If the general educational level of the population is above average for developed nations the physical infrastructure should more or less take care of itself.
Here is an example of what I mean by that. During Katrina New Orleans suffered practically no wind damage have received only a glancing blow. It was the Mississippi Gulf coast inward to about 200 miles that really took a beating. Whole towns were wiped off the map (Bay St. Louis and Bay Waveland, and 1800 people in Louisiana and Mississippi were killed.) In New Orleans a levy protecting the city from lake Pontchartrain failed, and that is what flooded the city. That lake levy is an important part of New Orleans infrastructure. And that levy had been leaking for at least thirty years. Residents in the vicinity had called the city numerous times to report the problem. The Governor of Louisiana, at one point, requested Federal dollars to fix the levy. She said she was turned down. The levy continued to leak for more years and finally gave way. Now if that leaking levy had been in Iowa or Minnesota and the Governor had asked for Federal help to get it fixed and had been turned down, they would have kept on asking until something was done. Probably the levy would have been fixed within a year or less.

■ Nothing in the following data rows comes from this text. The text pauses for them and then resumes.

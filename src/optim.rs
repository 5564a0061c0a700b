//! Box-constrained minimization by projected gradient descent.
//!
//! Each iteration proposes `P(x − α·∇f(x))`, where `P` clamps onto the box,
//! and accepts it only if the objective strictly decreases. Accepted moves
//! enlarge the trial step `α`; rejected ones halve it. The run stops when the
//! projected gradient vanishes (converged), the iteration budget is spent, or
//! `α` collapses below its floor (not converged).
//!
//! With `spectral` enabled (the default) the step after an accepted move is
//! the Barzilai–Borwein estimate `sᵀs / sᵀy`, clamped to
//! `[min_step, max_step]`. It tracks the local curvature, so it may shrink
//! after an accepted move or grow well beyond `growth`. Badly scaled problems
//! such as SVI fits need this. [`ProjectedGradientConfig::geometric`] restores
//! the plain rule: grow by `growth` up to `max_step = 1` after acceptance.

use serde::{Deserialize, Serialize};

/// Step-size control for [`minimize`].
#[derive(Debug, Clone, Copy, PartialEq, Serialize, Deserialize)]
#[serde(default)]
pub struct ProjectedGradientConfig {
    pub initial_step: f64,
    /// Multiplier applied after an accepted move (non-spectral, or when the
    /// spectral estimate is unusable).
    pub growth: f64,
    /// Multiplier applied after a rejected move.
    pub shrink: f64,
    pub max_step: f64,
    /// Early stop once the step falls below this.
    pub min_step: f64,
    /// Use Barzilai–Borwein steps after accepted moves.
    pub spectral: bool,
}

impl Default for ProjectedGradientConfig {
    fn default() -> Self {
        Self {
            initial_step: 0.1,
            growth: 1.2,
            shrink: 0.5,
            max_step: 1e6,
            min_step: 1e-10,
            spectral: true,
        }
    }
}

impl ProjectedGradientConfig {
    /// Plain geometric rule: grow by 1.2 up to 1, halve on rejection.
    pub fn geometric() -> Self {
        Self {
            max_step: 1.0,
            spectral: false,
            ..Self::default()
        }
    }
}

/// Result of a [`minimize`] run.
#[derive(Debug, Clone, PartialEq, Serialize, Deserialize)]
pub struct LeastSquaresResult {
    /// Best point seen.
    pub x: Vec<f64>,
    /// Objective value at `x`.
    pub objective: f64,
    /// Candidate evaluations performed.
    pub iterations: usize,
    pub converged: bool,
}

fn bound(bounds: &[f64], i: usize, default: f64) -> f64 {
    bounds.get(i).copied().unwrap_or(default)
}

fn project(x: &mut [f64], lower: &[f64], upper: &[f64]) {
    for (i, xi) in x.iter_mut().enumerate() {
        *xi = xi
            .max(bound(lower, i, f64::NEG_INFINITY))
            .min(bound(upper, i, f64::INFINITY));
    }
}

/// ‖x − P(x − g)‖: the gradient with components blocked by active bounds removed.
fn projected_gradient_norm(x: &[f64], g: &[f64], lower: &[f64], upper: &[f64]) -> f64 {
    x.iter()
        .zip(g)
        .enumerate()
        .map(|(i, (&xi, &gi))| {
            let moved = (xi - gi)
                .max(bound(lower, i, f64::NEG_INFINITY))
                .min(bound(upper, i, f64::INFINITY));
            (xi - moved).powi(2)
        })
        .sum::<f64>()
        .sqrt()
}

/// Minimize `objective` over the box `[lower, upper]` starting from `x0`.
///
/// `objective(x, grad)` returns f(x) and writes ∇f(x) into `grad`. Bound
/// slices shorter than `x0` leave the remaining coordinates unbounded. The
/// returned point is the best one seen, even when the run did not converge.
///
/// # Examples
/// ```
/// use volslice::optim::{minimize, ProjectedGradientConfig};
///
/// // min (x − 3)² subject to x ≤ 1
/// let res = minimize(
///     &[0.0],
///     &[-10.0],
///     &[1.0],
///     |x, g| {
///         g[0] = 2.0 * (x[0] - 3.0);
///         (x[0] - 3.0).powi(2)
///     },
///     200,
///     1e-10,
///     &ProjectedGradientConfig::default(),
/// );
/// assert!(res.converged);
/// assert_eq!(res.x[0], 1.0);
/// ```
pub fn minimize<F>(
    x0: &[f64],
    lower: &[f64],
    upper: &[f64],
    objective: F,
    max_iters: usize,
    tolerance: f64,
    config: &ProjectedGradientConfig,
) -> LeastSquaresResult
where
    F: Fn(&[f64], &mut [f64]) -> f64,
{
    let n = x0.len();
    let mut x = x0.to_vec();
    project(&mut x, lower, upper);
    let mut g = vec![0.0; n];
    let mut f = objective(&x, &mut g);

    let mut best_x = x.clone();
    let mut best_f = f;

    let mut x_new = vec![0.0; n];
    let mut g_new = vec![0.0; n];
    let mut step = config.initial_step;
    let mut iterations = 0;
    let mut converged = false;
    let mut moved = true;

    while iterations < max_iters {
        if moved {
            if projected_gradient_norm(&x, &g, lower, upper) < tolerance {
                converged = true;
                break;
            }
            moved = false;
        }
        iterations += 1;

        for ((xn, &xi), &gi) in x_new.iter_mut().zip(&x).zip(&g) {
            *xn = xi - step * gi;
        }
        project(&mut x_new, lower, upper);
        let f_new = objective(&x_new, &mut g_new);

        if f_new < f {
            let spectral = if config.spectral {
                let (ss, sy) = x_new
                    .iter()
                    .zip(&x)
                    .zip(g_new.iter().zip(&g))
                    .fold((0.0, 0.0), |(ss, sy), ((&xn, &xo), (&gn, &go))| {
                        let s = xn - xo;
                        (ss + s * s, sy + s * (gn - go))
                    });
                (sy > 0.0 && (ss / sy).is_finite()).then(|| ss / sy)
            } else {
                None
            };
            step = spectral
                .unwrap_or(step * config.growth)
                .clamp(config.min_step, config.max_step);

            std::mem::swap(&mut x, &mut x_new);
            std::mem::swap(&mut g, &mut g_new);
            f = f_new;
            moved = true;
            if f < best_f {
                best_f = f;
                best_x.copy_from_slice(&x);
            }
        } else {
            step *= config.shrink;
            if step < config.min_step {
                break;
            }
        }
    }

    LeastSquaresResult {
        x: best_x,
        objective: best_f,
        iterations,
        converged,
    }
}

But because that leaking levy was in New Orleans, they never got around to fixing it, and the result was billions of dollars lost. A
fter the damage was done, the Federal and State governments stepped in and spent billions, fixing the Levy, replacing the rotten Huey P. Long Bridge over the Mississippi, replacing the causeway over the Lake, and beefing up New Orleans' storm water pumping system. It took a Katrina to get action. It wouldn't have taken a Katrina in Iowa. This has everything to do with the general level of competence in government. In Iowa it is high. In Louisiana, and particularly in New Orleans, it is low. (A Jury convicted, Ray Nagin, the Mayor of New Orleans at the time of the Levy beach, on 20 counts of bribery, conspiracy, wire fraud and filing false tax returns.)